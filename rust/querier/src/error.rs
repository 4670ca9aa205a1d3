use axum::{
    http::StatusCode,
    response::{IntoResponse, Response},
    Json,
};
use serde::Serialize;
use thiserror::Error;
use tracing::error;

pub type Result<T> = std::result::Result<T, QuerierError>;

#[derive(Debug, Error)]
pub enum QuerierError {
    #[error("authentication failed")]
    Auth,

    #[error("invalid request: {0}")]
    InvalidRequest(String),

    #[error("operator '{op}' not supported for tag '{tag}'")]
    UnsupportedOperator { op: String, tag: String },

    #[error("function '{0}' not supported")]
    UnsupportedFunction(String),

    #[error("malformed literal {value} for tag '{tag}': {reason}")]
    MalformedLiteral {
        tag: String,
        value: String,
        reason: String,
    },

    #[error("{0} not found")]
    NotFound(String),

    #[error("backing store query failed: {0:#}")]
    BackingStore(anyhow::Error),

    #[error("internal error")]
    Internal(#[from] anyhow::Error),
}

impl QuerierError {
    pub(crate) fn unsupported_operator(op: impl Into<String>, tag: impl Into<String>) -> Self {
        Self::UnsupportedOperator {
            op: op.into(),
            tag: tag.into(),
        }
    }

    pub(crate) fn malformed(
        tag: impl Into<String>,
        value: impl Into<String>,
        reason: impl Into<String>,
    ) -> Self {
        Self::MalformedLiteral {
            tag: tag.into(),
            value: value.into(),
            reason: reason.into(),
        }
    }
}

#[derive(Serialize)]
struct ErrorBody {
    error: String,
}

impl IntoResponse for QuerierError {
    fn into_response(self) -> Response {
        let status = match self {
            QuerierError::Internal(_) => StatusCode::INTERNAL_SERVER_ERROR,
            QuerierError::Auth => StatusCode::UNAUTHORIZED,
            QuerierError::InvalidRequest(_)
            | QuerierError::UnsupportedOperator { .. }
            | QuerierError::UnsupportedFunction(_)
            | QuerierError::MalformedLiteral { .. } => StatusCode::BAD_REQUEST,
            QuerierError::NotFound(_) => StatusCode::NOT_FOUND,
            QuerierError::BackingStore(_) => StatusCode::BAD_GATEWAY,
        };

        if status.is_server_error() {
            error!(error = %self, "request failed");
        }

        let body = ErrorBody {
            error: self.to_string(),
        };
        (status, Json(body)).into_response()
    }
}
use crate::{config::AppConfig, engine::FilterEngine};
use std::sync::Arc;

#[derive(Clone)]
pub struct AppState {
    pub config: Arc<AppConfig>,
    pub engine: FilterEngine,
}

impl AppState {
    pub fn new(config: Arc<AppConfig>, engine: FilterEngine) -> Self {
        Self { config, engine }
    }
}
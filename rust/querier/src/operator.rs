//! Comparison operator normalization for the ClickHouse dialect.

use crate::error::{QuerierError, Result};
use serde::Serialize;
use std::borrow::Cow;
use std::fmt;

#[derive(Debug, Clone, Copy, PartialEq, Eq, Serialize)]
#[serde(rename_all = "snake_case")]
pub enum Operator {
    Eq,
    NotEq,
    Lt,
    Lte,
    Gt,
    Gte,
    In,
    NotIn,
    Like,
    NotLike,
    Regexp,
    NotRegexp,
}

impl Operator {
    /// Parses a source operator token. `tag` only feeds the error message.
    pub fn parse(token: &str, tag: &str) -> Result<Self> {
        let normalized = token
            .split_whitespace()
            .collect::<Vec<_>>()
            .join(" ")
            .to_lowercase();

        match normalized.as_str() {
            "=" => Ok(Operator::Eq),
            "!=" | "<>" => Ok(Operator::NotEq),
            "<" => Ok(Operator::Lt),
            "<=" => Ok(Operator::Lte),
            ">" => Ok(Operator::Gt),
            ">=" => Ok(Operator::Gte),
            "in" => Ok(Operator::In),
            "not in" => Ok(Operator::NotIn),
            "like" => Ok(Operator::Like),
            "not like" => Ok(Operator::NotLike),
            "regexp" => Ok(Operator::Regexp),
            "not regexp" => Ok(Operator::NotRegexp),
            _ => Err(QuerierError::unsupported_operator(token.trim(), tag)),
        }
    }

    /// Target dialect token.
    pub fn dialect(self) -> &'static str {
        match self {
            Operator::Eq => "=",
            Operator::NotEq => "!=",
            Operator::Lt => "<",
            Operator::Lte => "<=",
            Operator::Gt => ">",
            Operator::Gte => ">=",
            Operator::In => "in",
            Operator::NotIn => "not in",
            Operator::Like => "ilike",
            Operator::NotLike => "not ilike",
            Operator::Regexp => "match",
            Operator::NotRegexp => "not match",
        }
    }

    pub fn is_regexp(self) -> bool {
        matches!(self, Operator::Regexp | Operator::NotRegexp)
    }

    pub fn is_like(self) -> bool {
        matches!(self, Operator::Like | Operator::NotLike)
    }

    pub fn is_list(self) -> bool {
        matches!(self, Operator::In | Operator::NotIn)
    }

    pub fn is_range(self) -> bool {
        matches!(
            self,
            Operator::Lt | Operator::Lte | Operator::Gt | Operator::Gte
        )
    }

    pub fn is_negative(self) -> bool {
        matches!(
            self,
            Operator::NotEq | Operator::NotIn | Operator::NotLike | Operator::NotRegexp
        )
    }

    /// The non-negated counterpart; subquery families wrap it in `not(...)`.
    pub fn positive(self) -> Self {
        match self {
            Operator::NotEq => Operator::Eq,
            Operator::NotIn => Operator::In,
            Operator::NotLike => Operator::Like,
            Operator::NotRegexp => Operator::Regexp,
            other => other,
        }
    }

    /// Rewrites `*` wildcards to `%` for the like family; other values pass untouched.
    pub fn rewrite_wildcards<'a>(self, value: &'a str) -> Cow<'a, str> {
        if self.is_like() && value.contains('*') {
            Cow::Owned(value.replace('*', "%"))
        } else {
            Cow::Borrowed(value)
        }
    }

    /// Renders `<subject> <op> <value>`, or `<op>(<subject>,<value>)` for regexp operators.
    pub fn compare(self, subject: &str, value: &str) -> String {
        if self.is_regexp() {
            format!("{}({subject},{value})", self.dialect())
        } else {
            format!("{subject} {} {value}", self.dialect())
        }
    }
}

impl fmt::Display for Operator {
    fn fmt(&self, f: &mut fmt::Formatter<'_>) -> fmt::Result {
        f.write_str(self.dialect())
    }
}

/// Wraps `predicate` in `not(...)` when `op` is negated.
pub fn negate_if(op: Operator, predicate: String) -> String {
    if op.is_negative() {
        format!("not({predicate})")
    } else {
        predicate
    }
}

○ ○ ○

## ACTION ITEM:
Reproduce the listing exactly. Every line stays as it is.

## REPLY:
filename rust/querier/src/error.rs
repository 4670ca9aa205a1d3
use axum::{
    http::StatusCode,
    response::{IntoResponse, Response},
    Json,
};
use serde::Serialize;
use thiserror::Error;
use tracing::error;

pub type Result<T> = std::result::Result<T, QuerierError>;

#[derive(Debug, Error)]
pub enum QuerierError {
    #[error("authentication failed")]
    Auth,

    #[error("invalid request: {0}")]
    InvalidRequest(String),

    #[error("operator '{op}' not supported for tag '{tag}'")]
    UnsupportedOperator { op: String, tag: String },

    #[error("function '{0}' not supported")]
    UnsupportedFunction(String),

    #[error("malformed literal {value} for tag '{tag}': {reason}")]
    MalformedLiteral {
        tag: String,
        value: String,
        reason: String,
    },

    #[error("{0} not found")]
    NotFound(String),

    #[error("backing store query failed: {0:#}")]
    BackingStore(anyhow::Error),

    #[error("internal error")]
    Internal(#[from] anyhow::Error),
}

impl QuerierError {
    pub(crate) fn unsupported_operator(op: impl Into<String>, tag: impl Into<String>) -> Self {
        Self::UnsupportedOperator {
            op: op.into(),
            tag: tag.into(),
        }
    }

    pub(crate) fn malformed(
        tag: impl Into<String>,
        value: impl Into<String>,
        reason: impl Into<String>,
    ) -> Self {
        Self::MalformedLiteral {
            tag: tag.into(),
            value: value.into(),
            reason: reason.into(),
        }
    }
}

#[derive(Serialize)]
struct ErrorBody {
    error: String,
}

impl IntoResponse for QuerierError {
    fn into_response(self) -> Response {
        let status = match self {
            QuerierError::Internal(_) => StatusCode::INTERNAL_SERVER_ERROR,
            QuerierError::Auth => StatusCode::UNAUTHORIZED,
            QuerierError::InvalidRequest(_)
            | QuerierError::UnsupportedOperator { .. }
            | QuerierError::UnsupportedFunction(_)
            | QuerierError::MalformedLiteral { .. } => StatusCode::BAD_REQUEST,
            QuerierError::NotFound(_) => StatusCode::NOT_FOUND,
            QuerierError::BackingStore(_) => StatusCode::BAD_GATEWAY,
        };

        if status.is_server_error() {
            error!(error = %self, "request failed");
        }

        let body = ErrorBody {
            error: self.to_string(),
        };
        (status, Json(body)).into_response()
    }
}
use crate::{config::AppConfig, engine::FilterEngine};
use std::sync::Arc;

#[derive(Clone)]
pub struct AppState {
    pub config: Arc<AppConfig>,
    pub engine: FilterEngine,
}

impl AppState {
    pub fn new(config: Arc<AppConfig>, engine: FilterEngine) -> Self {
        Self { config, engine }
    }
}
filename rust/querier/src/operator.rs
//! Comparison operator normalization for the ClickHouse dialect.

use crate::error::{QuerierError, Result};
use serde::Serialize;
use std::borrow::Cow;
use std::fmt;

#[derive(Debug, Clone, Copy, PartialEq, Eq, Serialize)]
#[serde(rename_all = "snake_case")]
pub enum Operator {
    Eq,
    NotEq,
    Lt,
    Lte,
    Gt,
    Gte,
    In,
    NotIn,
    Like,
    NotLike,
    Regexp,
    NotRegexp,
}

impl Operator {
    /// Parses a source operator token. `tag` only feeds the error message.
    pub fn parse(token: &str, tag: &str) -> Result<Self> {
        let normalized = token
            .split_whitespace()
            .collect::<Vec<_>>()
            .join(" ")
            .to_lowercase();

        match normalized.as_str() {
            "=" => Ok(Operator::Eq),
            "!=" | "<>" => Ok(Operator::NotEq),
            "<" => Ok(Operator::Lt),
            "<=" => Ok(Operator::Lte),
            ">" => Ok(Operator::Gt),
            ">=" => Ok(Operator::Gte),
            "in" => Ok(Operator::In),
            "not in" => Ok(Operator::NotIn),
            "like" => Ok(Operator::Like),
            "not like" => Ok(Operator::NotLike),
            "regexp" => Ok(Operator::Regexp),
            "not regexp" => Ok(Operator::NotRegexp),
            _ => Err(QuerierError::unsupported_operator(token.trim(), tag)),
        }
    }

    /// Target dialect token.
    pub fn dialect(self) -> &'static str {
        match self {
            Operator::Eq => "=",
            Operator::NotEq => "!=",
            Operator::Lt => "<",
            Operator::Lte => "<=",
            Operator::Gt => ">",
            Operator::Gte => ">=",
            Operator::In => "in",
            Operator::NotIn => "not in",
            Operator::Like => "ilike",
            Operator::NotLike => "not ilike",
            Operator::Regexp => "match",
            Operator::NotRegexp => "not match",
        }
    }

    pub fn is_regexp(self) -> bool {
        matches!(self, Operator::Regexp | Operator::NotRegexp)
    }

    pub fn is_like(self) -> bool {
        matches!(self, Operator::Like | Operator::NotLike)
    }

    pub fn is_list(self) -> bool {
        matches!(self, Operator::In | Operator::NotIn)
    }

    pub fn is_range(self) -> bool {
        matches!(
            self,
            Operator::Lt | Operator::Lte | Operator::Gt | Operator::Gte
        )
    }

    pub fn is_negative(self) -> bool {
        matches!(
            self,
            Operator::NotEq | Operator::NotIn | Operator::NotLike | Operator::NotRegexp
        )
    }

    /// The non-negated counterpart; subquery families wrap it in `not(...)`.
    pub fn positive(self) -> Self {
        match self {
            Operator::NotEq => Operator::Eq,
            Operator::NotIn => Operator::In,
            Operator::NotLike => Operator::Like,
            Operator::NotRegexp => Operator::Regexp,
            other => other,
        }
    }

    /// Rewrites `*` wildcards to `%` for the like family; other values pass untouched.
    pub fn rewrite_wildcards<'a>(self, value: &'a str) -> Cow<'a, str> {
        if self.is_like() && value.contains('*') {
            Cow::Owned(value.replace('*', "%"))
        } else {
            Cow::Borrowed(value)
        }
    }

    /// Renders `<subject> <op> <value>`, or `<op>(<subject>,<value>)` for regexp operators.
    pub fn compare(self, subject: &str, value: &str) -> String {
        if self.is_regexp() {
            format!("{}({subject},{value})", self.dialect())
        } else {
            format!("{subject} {} {value}", self.dialect())
        }
    }
}

impl fmt::Display for Operator {
    fn fmt(&self, f: &mut fmt::Formatter<'_>) -> fmt::Result {
        f.write_str(self.dialect())
    }
}

/// Wraps `predicate` in `not(...)` when `op` is negated.
pub fn negate_if(op: Operator, predicate: String) -> String {
    if op.is_negative() {
        format!("not({predicate})")
    } else {
        predicate
    }
}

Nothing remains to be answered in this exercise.